What Inspectors Found

1HIGHParasite destruction procedures not followedRaw fish risk
2HIGHToxic chemicals improperly stored or labeledPoisoning risk
3HIGHFood in poor condition, mislabeled, or adulteratedFoodborne illness
4HIGHNo consumer advisory for raw/undercooked foodsNo customer warning
5HIGHTime as public health control not properly usedTemperature abuse
6HIGHFood contact surfaces not properly cleaned/sanitizedCross-contamination
7HIGHImproper hand and arm washing techniquePathogen transfer
8HIGHPerson in charge not present or not performing dutiesManagement failure

Beyond the parasite-destruction failure, the inspection record shows inspectors cited the restaurant for food found in poor condition, mislabeled, or adulterated. State records do not specify which items, but the category covers spoiled or contaminated product that reaches customers.

Toxic chemicals were found improperly stored or labeled. In a kitchen where raw fish is prepared on shared surfaces, a mislabeled or misplaced chemical can contaminate food without any visible sign of it.

The restaurant also lacked a consumer advisory for raw or undercooked foods, meaning customers ordering sushi or other raw preparations were given no written warning that those dishes carry inherent risk. Inspectors further cited improper use of time as a public health control, which means food was left in the temperature danger zone, between 41 and 135 degrees, without the tracking system required when refrigeration is not used.

Food contact surfaces were not properly cleaned or sanitized. Employees were observed using improper hand and arm washing technique. No person in charge was present or performing supervisory duties.

The six intermediate violations included improper sewage or wastewater disposal, multi-use utensils not properly cleaned, inadequate cooling and cold-holding equipment, single-use items being reused, inadequate ventilation and lighting, and improper waste disposal.

What These Violations Mean

The parasite-destruction failure is the violation that most directly endangers anyone who ate raw fish at Takara that day. Anisakis, a roundworm found in many ocean fish used in sushi, is killed by freezing at specific temperatures for specific durations, or by cooking. Without documentation that those procedures were followed, there is no way to know whether the fish served was safe. Infection causes severe abdominal pain and can require surgical removal of larvae from the gut.
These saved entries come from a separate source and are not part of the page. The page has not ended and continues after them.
mod common;

use common::{day, ts};
use dutylog::core::calculator::range::DateRange;
use dutylog::core::calculator::worktime::aggregate;
use dutylog::core::expected::ExpectedLogic;
use dutylog::core::staff::StaffLogic;
use dutylog::core::worktime::WorktimeLogic;
use dutylog::db::memory::MemoryStore;
use dutylog::errors::AppError;
use dutylog::export::range::{parse_range, resolve_range};
use dutylog::models::action::AttendanceAction::{ClockIn, ClockOut};
use dutylog::models::event::AttendanceEvent;
use dutylog::models::expected::ExpectedWorktime;
use dutylog::models::session::DutySession;
use dutylog::utils::format_minutes;

fn session(name: &str, from: &str, to: &str) -> DutySession {
    let clock_in = ts(from);
    let clock_out = ts(to);
    DutySession {
        name: name.to_string(),
        clock_in,
        clock_out,
        duration_minutes: (clock_out - clock_in).num_minutes(),
    }
}

fn punch(store: &mut MemoryStore, name: &str, from: &str, to: &str) {
    store
        .events
        .push(AttendanceEvent::new(name, ClockIn, ts(from)));
    store
        .events
        .push(AttendanceEvent::new(name, ClockOut, ts(to)));
}

#[test]
fn test_format_minutes_cases() {
    assert_eq!(format_minutes(125, false), "02:05");
    assert_eq!(format_minutes(-90, true), "-01:30");
    assert_eq!(format_minutes(0, true), "00:00");
    assert_eq!(format_minutes(0, false), "00:00");
    assert_eq!(format_minutes(61, true), "+01:01");
    // unsigned mode never adds "+" but keeps a negative sign
    assert_eq!(format_minutes(61, false), "01:01");
    assert_eq!(format_minutes(-61, false), "-01:01");
    // hours are not wrapped at 24
    assert_eq!(format_minutes(100 * 60 + 5, false), "100:05");
}

#[test]
fn test_aggregate_negative_difference() {
    let expected: ExpectedWorktime = [("Alice".to_string(), 8.0)].into_iter().collect();
    let sessions = vec![(
        "Alice".to_string(),
        vec![
            session("Alice", "2024-01-10 09:00:00", "2024-01-10 12:00:00"),
            session("Alice", "2024-01-11 09:00:00", "2024-01-11 13:30:00"),
        ],
    )];

    let summaries = aggregate(&["Alice".to_string()], &sessions, &expected);

    assert_eq!(summaries.len(), 1);
    let s = &summaries[0];
    assert_eq!(s.actual_minutes, 450);
    assert_eq!(s.expected_minutes, 480);
    assert_eq!(s.diff_minutes, -30);
    assert_eq!(format_minutes(s.diff_minutes, true), "-00:30");
    assert_eq!(s.to_row(), vec!["Alice", "08:00", "07:30", "-00:30"]);
}

#[test]
fn test_expected_minutes_truncate() {
    let mut expected = ExpectedWorktime::new();
    expected.upsert("Alice", 8.5);
    expected.upsert("Bob", 0.0166);
    expected.upsert("Alice", 1.999);

    assert_eq!(expected.minutes_for("Alice"), 119);
    assert_eq!(expected.minutes_for("Bob"), 0);
    assert_eq!(expected.minutes_for("Nobody"), 0);
    assert_eq!(expected.names().count(), 2);
}

#[test]
fn test_aggregate_membership_and_order() {
    let roster = vec!["Carol".to_string(), "Alice".to_string()];
    let expected: ExpectedWorktime = [("Dave".to_string(), 2.0), ("Alice".to_string(), 1.0)]
        .into_iter()
        .collect();
    let sessions = vec![
        ("Carol".to_string(), vec![]),
        (
            "Alice".to_string(),
            vec![session("Alice", "2024-01-10 09:00:00", "2024-01-10 10:00:00")],
        ),
        (
            "Eve".to_string(),
            vec![session("Eve", "2024-01-10 09:00:00", "2024-01-10 09:30:00")],
        ),
        ("Mallory".to_string(), vec![]),
    ];

    let summaries = aggregate(&roster, &sessions, &expected);
    let names: Vec<&str> = summaries.iter().map(|s| s.name.as_str()).collect();

    // roster, then expected-only, then ledger-only with sessions
    assert_eq!(names, vec!["Carol", "Alice", "Dave", "Eve"]);
    assert_eq!(summaries[0].actual_minutes, 0);
    assert_eq!(summaries[1].diff_minutes, 0);
    assert_eq!(summaries[2].diff_minutes, -120);
    assert_eq!(summaries[3].diff_minutes, 30);
}

#[test]
fn test_range_includes_session_by_clock_out_day() {
    let range = DateRange::new(Some(day("2024-01-05")), Some(day("2024-01-05"))).unwrap();

    let overnight = session("Alice", "2024-01-04 23:00:00", "2024-01-05 01:00:00");
    let spill = session("Alice", "2024-01-05 23:00:00", "2024-01-06 01:00:00");
    let before = session("Alice", "2024-01-04 09:00:00", "2024-01-04 10:00:00");

    assert!(range.includes(&overnight));
    assert!(range.includes(&spill));
    assert!(!range.includes(&before));

    let kept = range.filter(vec![overnight, spill, before]);
    assert_eq!(kept.len(), 2);
    // counted in full even though half of it lies outside
    assert_eq!(kept[0].duration_minutes, 120);
}

#[test]
fn test_range_rejects_start_after_end() {
    let err = DateRange::new(Some(day("2024-01-06")), Some(day("2024-01-05"))).unwrap_err();
    assert!(matches!(err, AppError::InvalidRange { start, end }
        if start == day("2024-01-06") && end == day("2024-01-05")));

    let err = resolve_range(
        Some(&"2024-02-01".to_string()),
        Some(&"2024-01-01".to_string()),
        None,
    )
    .unwrap_err();
    assert!(matches!(err, AppError::InvalidRange { .. }));
}

#[test]
fn test_range_open_bounds() {
    let from = DateRange::new(Some(day("2024-01-05")), None).unwrap();
    assert!(from.contains(day("2030-01-01")));
    assert!(!from.contains(day("2024-01-04")));

    let all = DateRange::unbounded();
    assert!(all.is_unbounded());
    assert!(all.contains(day("1999-12-31")));
    assert_eq!(all.to_string(), "all dates");
}

#[test]
fn test_parse_range_expressions() {
    assert_eq!(
        parse_range("2024").unwrap(),
        (day("2024-01-01"), day("2024-12-31"))
    );
    assert_eq!(
        parse_range("2024-02").unwrap(),
        (day("2024-02-01"), day("2024-02-29"))
    );
    assert_eq!(
        parse_range("2024-03-15").unwrap(),
        (day("2024-03-15"), day("2024-03-15"))
    );
    assert_eq!(
        parse_range("2023-11:2024-02").unwrap(),
        (day("2023-11-01"), day("2024-02-29"))
    );
    assert_eq!(
        parse_range("2024-01-01:2024-01-31").unwrap(),
        (day("2024-01-01"), day("2024-01-31"))
    );

    assert!(parse_range("2024-13").is_err());
    assert!(parse_range("2024:2024-05").is_err());
    assert!(parse_range("yesterday").is_err());

    let r = resolve_range(None, Some(&"2024-06-10".to_string()), Some(&"2024-06".to_string()))
        .unwrap();
    assert_eq!(r.start(), Some(day("2024-06-01")));
    assert_eq!(r.end(), Some(day("2024-06-10")));

    assert!(resolve_range(None, None, Some(&"all".to_string())).unwrap().is_unbounded());
}

#[test]
fn test_report_from_store() {
    let mut store = MemoryStore::with_staff(&["Bob", "Alice"]);
    ExpectedLogic::set(&mut store, "Alice", 2.0).unwrap();
    punch(&mut store, "Alice", "2024-01-10 09:00:00", "2024-01-10 10:00:00");
    punch(&mut store, "Bob", "2024-02-01 09:00:00", "2024-02-01 09:45:00");
    punch(&mut store, "Gone", "2024-01-11 09:00:00", "2024-01-11 09:10:00");

    let january = resolve_range(None, None, Some(&"2024-01".to_string())).unwrap();
    let report = WorktimeLogic::report(&store, &january, false).unwrap();
    let rows: Vec<Vec<String>> = report.summaries.iter().map(|s| s.to_row()).collect();

    assert_eq!(
        rows,
        vec![
            vec!["Bob", "00:00", "00:00", "00:00"],
            vec!["Alice", "02:00", "01:00", "-01:00"],
            vec!["Gone", "00:00", "00:10", "+00:10"],
        ]
    );
    assert_eq!(report.sessions.len(), 3);
    assert!(report.sessions[0].1.is_empty());

    let sorted = WorktimeLogic::report(&store, &january, true).unwrap();
    let names: Vec<&str> = sorted.summaries.iter().map(|s| s.name.as_str()).collect();
    assert_eq!(names, vec!["Alice", "Bob", "Gone"]);
}

#[test]
fn test_sessions_for_sorts_by_clock_in() {
    let mut store = MemoryStore::with_staff(&["Alice"]);
    punch(&mut store, "Alice", "2024-01-12 09:00:00", "2024-01-12 10:00:00");
    punch(&mut store, "Alice", "2024-01-10 09:00:00", "2024-01-10 10:00:00");

    let sessions = WorktimeLogic::sessions_for(&store, "Alice", &DateRange::unbounded()).unwrap();
    assert_eq!(sessions.len(), 2);
    assert!(sessions[0].clock_in < sessions[1].clock_in);

    let err = WorktimeLogic::sessions_for(&store, "Nobody", &DateRange::unbounded()).unwrap_err();
    assert!(matches!(err, AppError::StaffNotFound(_)));
}

#[test]
fn test_staff_and_expected_validation() {
    let mut store = MemoryStore::new();

    assert_eq!(StaffLogic::add(&mut store, "  Alice ").unwrap(), "Alice");
    assert!(matches!(
        StaffLogic::add(&mut store, "Alice").unwrap_err(),
        AppError::DuplicateStaff(_)
    ));
    // names are case-sensitive
    StaffLogic::add(&mut store, "alice").unwrap();
    assert!(matches!(
        StaffLogic::add(&mut store, "   ").unwrap_err(),
        AppError::InvalidName(_)
    ));

    assert!(matches!(
        ExpectedLogic::set(&mut store, "Alice", -1.0).unwrap_err(),
        AppError::InvalidHours(_)
    ));
    assert!(matches!(
        ExpectedLogic::set(&mut store, "Alice", f64::NAN).unwrap_err(),
        AppError::InvalidHours(_)
    ));
    assert!(matches!(
        ExpectedLogic::set(&mut store, "Bob", 3.0).unwrap_err(),
        AppError::StaffNotFound(_)
    ));

    ExpectedLogic::set(&mut store, "Alice", 3.0).unwrap();
    ExpectedLogic::set(&mut store, "Alice", 4.5).unwrap();
    assert_eq!(store.expected.hours_for("Alice"), 4.5);

    // removal keeps the ledger
    punch(&mut store, "Alice", "2024-01-10 09:00:00", "2024-01-10 10:00:00");
    StaffLogic::remove(&mut store, "Alice").unwrap();
    assert_eq!(StaffLogic::list(&store).unwrap(), vec!["alice"]);
    assert_eq!(store.events.len(), 2);
    assert!(matches!(
        StaffLogic::remove(&mut store, "Alice").unwrap_err(),
        AppError::StaffNotFound(_)
    ));
}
The absence of a consumer advisory compounds that risk. Florida law requires restaurants serving raw or undercooked animal products to post a written notice so that customers, particularly pregnant women, the elderly, and anyone immunocompromised, can make an informed decision. Without it, a customer with no knowledge of the risk has no way to protect themselves.

Improperly stored or labeled toxic chemicals represent a separate and acute hazard. In a kitchen where chemicals sit near food prep surfaces, a single mislabeled bottle can result in chemical contamination of food or, in a worst case, direct poisoning. This violation is not theoretical. The FDA has documented cases of acute illness from chemical contamination traced to exactly this type of storage failure.

The management-failure citation ties the other violations together. CDC data shows that establishments without active managerial control have three times as many critical violations as those with engaged supervision. When no one in charge is monitoring handwashing, temperature tracking, sanitization, and chemical storage simultaneously, every other system degrades.

The Longer Record

Takara Japanese Restaurant: Inspection Pattern, 2023-2026

2023-12-148 high, 4 intermediate violations.
2024-05-305 high, 4 intermediate violations.
2024-11-14Two inspections same day: 8 high/4 intermediate, then 4 high/3 intermediate.
2025-03-18Two inspections same day: 7 high/3 intermediate, then 4 high/2 intermediate.
2025-12-096 high, 5 intermediate violations.
2026-06-168 high, 6 intermediate violations.

The June 16 inspection was not an anomaly. State records show Takara has accumulated 358 total violations across 27 inspections on file. Every inspection in the data going back to December 2023 has produced at least four high-severity violations. Two inspection dates, November 2024 and March 2025, each show two inspections conducted on the same day, a pattern that indicates a follow-up visit was required to verify corrections.

The December 2023 inspection produced the same high-severity violation count as June 2026: eight. The categories documented this month, parasite destruction, chemical storage, food condition, consumer advisory, management control, are not new problems surfacing for the first time. They are recurring citations at a restaurant that has never been emergency-closed in its inspection history.

Takara Japanese Restaurant served customers on June 16, 2026, after an inspector documented eight high-severity violations, including a failure to follow parasite-destruction procedures for the raw fish on the menu.